//! CSV input and output for [`Frame`].
//!
//! Cells are typed at load time via [`Value::parse`]; on write, every cell
//! renders through its `Display` impl so numeric columns round-trip without
//! quoting artifacts.

use crate::{Error, Frame, Result, Value};
use std::fs::File;
use std::io::{Read, Write};
use std::path::Path;

/// Read a CSV file with a header row into a [`Frame`].
pub fn read_csv(path: impl AsRef<Path>) -> Result<Frame> {
    let file = File::open(path)?;
    read_csv_from(file)
}

/// Read CSV data with a header row from any reader.
pub fn read_csv_from<R: Read>(reader: R) -> Result<Frame> {
    let mut rdr = csv::ReaderBuilder::new()
        .has_headers(true)
        .flexible(false)
        .from_reader(reader);

    let headers: Vec<String> = rdr.headers()?.iter().map(str::to_string).collect();
    if headers.is_empty() {
        return Err(Error::MissingHeader);
    }

    let mut columns: Vec<Vec<Value>> = vec![Vec::new(); headers.len()];
    for record in rdr.records() {
        let record = record?;
        for (i, cell) in record.iter().enumerate() {
            columns[i].push(Value::parse(cell));
        }
    }

    Frame::from_columns(headers.into_iter().zip(columns).collect())
}

/// Write a [`Frame`] to a CSV file, header row first.
pub fn write_csv(frame: &Frame, path: impl AsRef<Path>) -> Result<()> {
    let file = File::create(path)?;
    write_csv_to(frame, file)
}

/// Write a [`Frame`] as CSV to any writer.
pub fn write_csv_to<W: Write>(frame: &Frame, writer: W) -> Result<()> {
    let mut wtr = csv::Writer::from_writer(writer);
    wtr.write_record(frame.names())?;
    for row in 0..frame.n_rows() {
        let record: Vec<String> = frame
            .row(row)?
            .into_iter()
            .map(|(_, value)| value.to_string())
            .collect();
        wtr.write_record(&record)?;
    }
    wtr.flush()?;
    Ok(())
}
use thiserror::Error;

pub type Result<T> = std::result::Result<T, ModelError>;

#[derive(Error, Debug)]
pub enum ModelError {
    #[error("Unknown model strategy: {0}")]
    UnknownStrategy(String),

    #[error("Training set is empty")]
    EmptyTrainingSet,

    #[error("Feature dimension mismatch: expected {expected}, got {actual}")]
    DimensionMismatch { expected: usize, actual: usize },

    #[error("Target length {targets} does not match row count {rows}")]
    TargetLength { rows: usize, targets: usize },

    #[error("Design matrix is singular")]
    SingularMatrix,
}
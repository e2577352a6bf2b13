//! Terraform 执行模块
//!
//! 以子进程方式运行 `terraform plan` / `terraform apply`。子进程继承标准输出和标准错误，
//! 输出实时转发到终端，不做捕获；标准输入接到空设备，子进程不会等待交互输入。

use crate::error::{Error, Result};
use crate::utils::path::absolute;
use async_trait::async_trait;
use std::ffi::OsString;
use std::path::{Path, PathBuf};
use std::process::Stdio;
use tokio::process::Command;
use tracing::info;

/// 基础设施编排工具的调用接口
#[cfg_attr(test, mockall::automock)]
#[async_trait]
pub trait Provisioner {
    /// 生成执行计划，写入 `plan_file`。
    async fn plan(&self, vars_file: &Path, plan_file: &Path) -> Result<()>;

    /// 应用变更，自动确认。
    async fn apply(&self, vars_file: &Path) -> Result<()>;
}

/// 调用外部 terraform 可执行文件
#[derive(Debug, Clone)]
pub struct Terraform {
    program: PathBuf,
}

impl Terraform {
    pub fn new(program: impl Into<PathBuf>) -> Self {
        Self {
            program: program.into(),
        }
    }

    /// 运行子命令并等待退出，非零退出码映射为 `ProvisioningFailed`。
    async fn run(&self, subcommand: &'static str, args: Vec<OsString>) -> Result<()> {
        info!(program = %self.program.display(), ?args, "running terraform");

        let status = Command::new(&self.program)
            .args(&args)
            .stdin(Stdio::null())
            .stdout(Stdio::inherit())
            .stderr(Stdio::inherit())
            .status()
            .await
            .map_err(|source| Error::Spawn {
                program: self.program.clone(),
                source,
            })?;

        if !status.success() {
            return Err(Error::ProvisioningFailed { subcommand, status });
        }

        Ok(())
    }
}

#[async_trait]
impl Provisioner for Terraform {
    async fn plan(&self, vars_file: &Path, plan_file: &Path) -> Result<()> {
        let vars_file = absolute(vars_file)?;
        let plan_file = absolute(plan_file)?;
        self.run("plan", plan_args(&vars_file, &plan_file)).await
    }

    async fn apply(&self, vars_file: &Path) -> Result<()> {
        let vars_file = absolute(vars_file)?;
        self.run("apply", apply_args(&vars_file)).await
    }
}

/// `plan -var-file <vars> -out <plan>`
pub fn plan_args(vars_file: &Path, plan_file: &Path) -> Vec<OsString> {
    vec![
        "plan".into(),
        "-var-file".into(),
        vars_file.into(),
        "-out".into(),
        plan_file.into(),
    ]
}

/// `apply -var-file <vars> -auto-approve`
pub fn apply_args(vars_file: &Path) -> Vec<OsString> {
    vec![
        "apply".into(),
        "-var-file".into(),
        vars_file.into(),
        "-auto-approve".into(),
    ]
}
//! S3模块
//!
//! 该模块负责与 S3 存储桶的交互：根据解析好的凭据构建客户端，
//! 上传和下载单个 tfvars 对象。

pub mod client;
pub mod transfer;

pub use client::build_client;
pub use transfer::{ObjectStore, RemoteObject};
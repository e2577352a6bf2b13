use crate::error::{Error, Result};
use std::path::{Path, PathBuf};

/// 由前缀和本地文件名组成对象键
///
/// 前缀与文件名直接拼接，不插入分隔符，需要目录层级时前缀应以 `/` 结尾。
///
/// # 参数
///
/// * `prefix` - 对象键前缀
/// * `path` - 本地文件路径，只取最后一段文件名
///
/// # 返回值
///
/// 对象键；路径没有文件名（如 `..` 或 `/`）时返回 `NoFileName`
///
/// # 示例
///
/// ```
/// use tfvars_sync::utils::path::object_key;
///
/// assert_eq!(object_key("tfvars/", "envs/dev.tfvars").unwrap(), "tfvars/dev.tfvars");
/// assert_eq!(object_key("dev-", "dev.tfvars").unwrap(), "dev-dev.tfvars");
/// assert!(object_key("tfvars/", "..").is_err());
/// ```
pub fn object_key(prefix: &str, path: impl AsRef<Path>) -> Result<String> {
    let path = path.as_ref();
    let file_name = path
        .file_name()
        .map(|name| name.to_string_lossy())
        .ok_or_else(|| Error::NoFileName {
            path: path.to_path_buf(),
        })?;

    Ok(format!("{}{}", prefix, file_name))
}

/// 将路径转换为绝对路径，不要求路径存在
///
/// # 返回值
///
/// 绝对路径；路径为空或无法读取当前工作目录时返回 `PathResolution`
pub fn absolute(path: &Path) -> Result<PathBuf> {
    std::path::absolute(path).map_err(|source| Error::PathResolution {
        path: path.to_path_buf(),
        source,
    })
}
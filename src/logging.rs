//! 日志初始化
//!
//! 日志写入标准错误，标准输出只留给进度信息。

use tracing::Level;
use tracing_subscriber::fmt::time::OffsetTime;

/// 按 `-v` 的次数选择日志级别，默认只输出警告。
pub fn level_for(verbosity: u8) -> Level {
    match verbosity {
        0 => Level::WARN,
        1 => Level::INFO,
        2 => Level::DEBUG,
        _ => Level::TRACE,
    }
}

/// 初始化全局 tracing 订阅者。
///
/// 优先使用本地时区的 RFC 3339 时间戳，无法确定本地时区偏移时退回默认时间格式。
pub fn init(verbosity: u8) {
    let builder = tracing_subscriber::fmt()
        .with_max_level(level_for(verbosity))
        .with_writer(std::io::stderr)
        .with_target(false);

    match OffsetTime::local_rfc_3339() {
        Ok(timer) => builder.with_timer(timer).init(),
        Err(_) => builder.init(),
    }
}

##########

Goal of the exercise:
Go through the records above and copy each one exactly.

Response to the exercise:
//! CSV input and output for [`Frame`].
//!
//! Cells are typed at load time via [`Value::parse`]; on write, every cell
//! renders through its `Display` impl so numeric columns round-trip without
//! quoting artifacts.

use crate::{Error, Frame, Result, Value};
use std::fs::File;
use std::io::{Read, Write};
use std::path::Path;

/// Read a CSV file with a header row into a [`Frame`].
pub fn read_csv(path: impl AsRef<Path>) -> Result<Frame> {
    let file = File::open(path)?;
    read_csv_from(file)
}

/// Read CSV data with a header row from any reader.
pub fn read_csv_from<R: Read>(reader: R) -> Result<Frame> {
    let mut rdr = csv::ReaderBuilder::new()
        .has_headers(true)
        .flexible(false)
        .from_reader(reader);

    let headers: Vec<String> = rdr.headers()?.iter().map(str::to_string).collect();
    if headers.is_empty() {
        return Err(Error::MissingHeader);
    }

    let mut columns: Vec<Vec<Value>> = vec![Vec::new(); headers.len()];
    for record in rdr.records() {
        let record = record?;
        for (i, cell) in record.iter().enumerate() {
            columns[i].push(Value::parse(cell));
        }
    }

    Frame::from_columns(headers.into_iter().zip(columns).collect())
}

/// Write a [`Frame`] to a CSV file, header row first.
pub fn write_csv(frame: &Frame, path: impl AsRef<Path>) -> Result<()> {
    let file = File::create(path)?;
    write_csv_to(frame, file)
}

/// Write a [`Frame`] as CSV to any writer.
pub fn write_csv_to<W: Write>(frame: &Frame, writer: W) -> Result<()> {
    let mut wtr = csv::Writer::from_writer(writer);
    wtr.write_record(frame.names())?;
    for row in 0..frame.n_rows() {
        let record: Vec<String> = frame
            .row(row)?
            .into_iter()
            .map(|(_, value)| value.to_string())
            .collect();
        wtr.write_record(&record)?;
    }
    wtr.flush()?;
    Ok(())
}
use thiserror::Error;

pub type Result<T> = std::result::Result<T, ModelError>;

#[derive(Error, Debug)]
pub enum ModelError {
    #[error("Unknown model strategy: {0}")]
    UnknownStrategy(String),

    #[error("Training set is empty")]
    EmptyTrainingSet,

    #[error("Feature dimension mismatch: expected {expected}, got {actual}")]
    DimensionMismatch { expected: usize, actual: usize },

    #[error("Target length {targets} does not match row count {rows}")]
    TargetLength { rows: usize, targets: usize },

    #[error("Design matrix is singular")]
    SingularMatrix,
}
repository e2577352a6bf2b13
//! Terraform 执行模块
//!
//! 以子进程方式运行 `terraform plan` / `terraform apply`。子进程继承标准输出和标准错误，
//! 输出实时转发到终端，不做捕获；标准输入接到空设备，子进程不会等待交互输入。

use crate::error::{Error, Result};
use crate::utils::path::absolute;
use async_trait::async_trait;
use std::ffi::OsString;
use std::path::{Path, PathBuf};
use std::process::Stdio;
use tokio::process::Command;
use tracing::info;

/// 基础设施编排工具的调用接口
#[cfg_attr(test, mockall::automock)]
#[async_trait]
pub trait Provisioner {
    /// 生成执行计划，写入 `plan_file`。
    async fn plan(&self, vars_file: &Path, plan_file: &Path) -> Result<()>;

    /// 应用变更，自动确认。
    async fn apply(&self, vars_file: &Path) -> Result<()>;
}

/// 调用外部 terraform 可执行文件
#[derive(Debug, Clone)]
pub struct Terraform {
    program: PathBuf,
}

impl Terraform {
    pub fn new(program: impl Into<PathBuf>) -> Self {
        Self {
            program: program.into(),
        }
    }

    /// 运行子命令并等待退出，非零退出码映射为 `ProvisioningFailed`。
    async fn run(&self, subcommand: &'static str, args: Vec<OsString>) -> Result<()> {
        info!(program = %self.program.display(), ?args, "running terraform");

        let status = Command::new(&self.program)
            .args(&args)
            .stdin(Stdio::null())
            .stdout(Stdio::inherit())
            .stderr(Stdio::inherit())
            .status()
            .await
            .map_err(|source| Error::Spawn {
                program: self.program.clone(),
                source,
            })?;

        if !status.success() {
            return Err(Error::ProvisioningFailed { subcommand, status });
        }

        Ok(())
    }
}

#[async_trait]
impl Provisioner for Terraform {
    async fn plan(&self, vars_file: &Path, plan_file: &Path) -> Result<()> {
        let vars_file = absolute(vars_file)?;
        let plan_file = absolute(plan_file)?;
        self.run("plan", plan_args(&vars_file, &plan_file)).await
    }

    async fn apply(&self, vars_file: &Path) -> Result<()> {
        let vars_file = absolute(vars_file)?;
        self.run("apply", apply_args(&vars_file)).await
    }
}

/// `plan -var-file <vars> -out <plan>`
pub fn plan_args(vars_file: &Path, plan_file: &Path) -> Vec<OsString> {
    vec![
        "plan".into(),
        "-var-file".into(),
        vars_file.into(),
        "-out".into(),
        plan_file.into(),
    ]
}

/// `apply -var-file <vars> -auto-approve`
pub fn apply_args(vars_file: &Path) -> Vec<OsString> {
    vec![
        "apply".into(),
        "-var-file".into(),
        vars_file.into(),
        "-auto-approve".into(),
    ]
}
//! S3模块
//!
//! 该模块负责与 S3 存储桶的交互：根据解析好的凭据构建客户端，
//! 上传和下载单个 tfvars 对象。

pub mod client;
pub mod transfer;

pub use client::build_client;
pub use transfer::{ObjectStore, RemoteObject};
repository e2577352a6bf2b13
use crate::error::{Error, Result};
use std::path::{Path, PathBuf};

/// 由前缀和本地文件名组成对象键
///
/// 前缀与文件名直接拼接，不插入分隔符，需要目录层级时前缀应以 `/` 结尾。
///
/// # 参数
///
/// * `prefix` - 对象键前缀
/// * `path` - 本地文件路径，只取最后一段文件名
///
/// # 返回值
///
/// 对象键；路径没有文件名（如 `..` 或 `/`）时返回 `NoFileName`
///
/// # 示例
///
/// ```
/// use tfvars_sync::utils::path::object_key;
///
/// assert_eq!(object_key("tfvars/", "envs/dev.tfvars").unwrap(), "tfvars/dev.tfvars");
/// assert_eq!(object_key("dev-", "dev.tfvars").unwrap(), "dev-dev.tfvars");
/// assert!(object_key("tfvars/", "..").is_err());
/// ```
pub fn object_key(prefix: &str, path: impl AsRef<Path>) -> Result<String> {
    let path = path.as_ref();
    let file_name = path
        .file_name()
        .map(|name| name.to_string_lossy())
        .ok_or_else(|| Error::NoFileName {
            path: path.to_path_buf(),
        })?;

    Ok(format!("{}{}", prefix, file_name))
}

/// 将路径转换为绝对路径，不要求路径存在
///
/// # 返回值
///
/// 绝对路径；路径为空或无法读取当前工作目录时返回 `PathResolution`
pub fn absolute(path: &Path) -> Result<PathBuf> {
    std::path::absolute(path).map_err(|source| Error::PathResolution {
        path: path.to_path_buf(),
        source,
    })
}
filename src/logging.rs
//! 日志初始化
//!
//! 日志写入标准错误，标准输出只留给进度信息。

use tracing::Level;
use tracing_subscriber::fmt::time::OffsetTime;

/// 按 `-v` 的次数选择日志级别，默认只输出警告。
pub fn level_for(verbosity: u8) -> Level {
    match verbosity {
        0 => Level::WARN,
        1 => Level::INFO,
        2 => Level::DEBUG,
        _ => Level::TRACE,
    }
}

/// 初始化全局 tracing 订阅者。
///
/// 优先使用本地时区的 RFC 3339 时间戳，无法确定本地时区偏移时退回默认时间格式。
pub fn init(verbosity: u8) {
    let builder = tracing_subscriber::fmt()
        .with_max_level(level_for(verbosity))
        .with_writer(std::io::stderr)
        .with_target(false);

    match OffsetTime::local_rfc_3339() {
        Ok(timer) => builder.with_timer(timer).init(),
        Err(_) => builder.init(),
    }
}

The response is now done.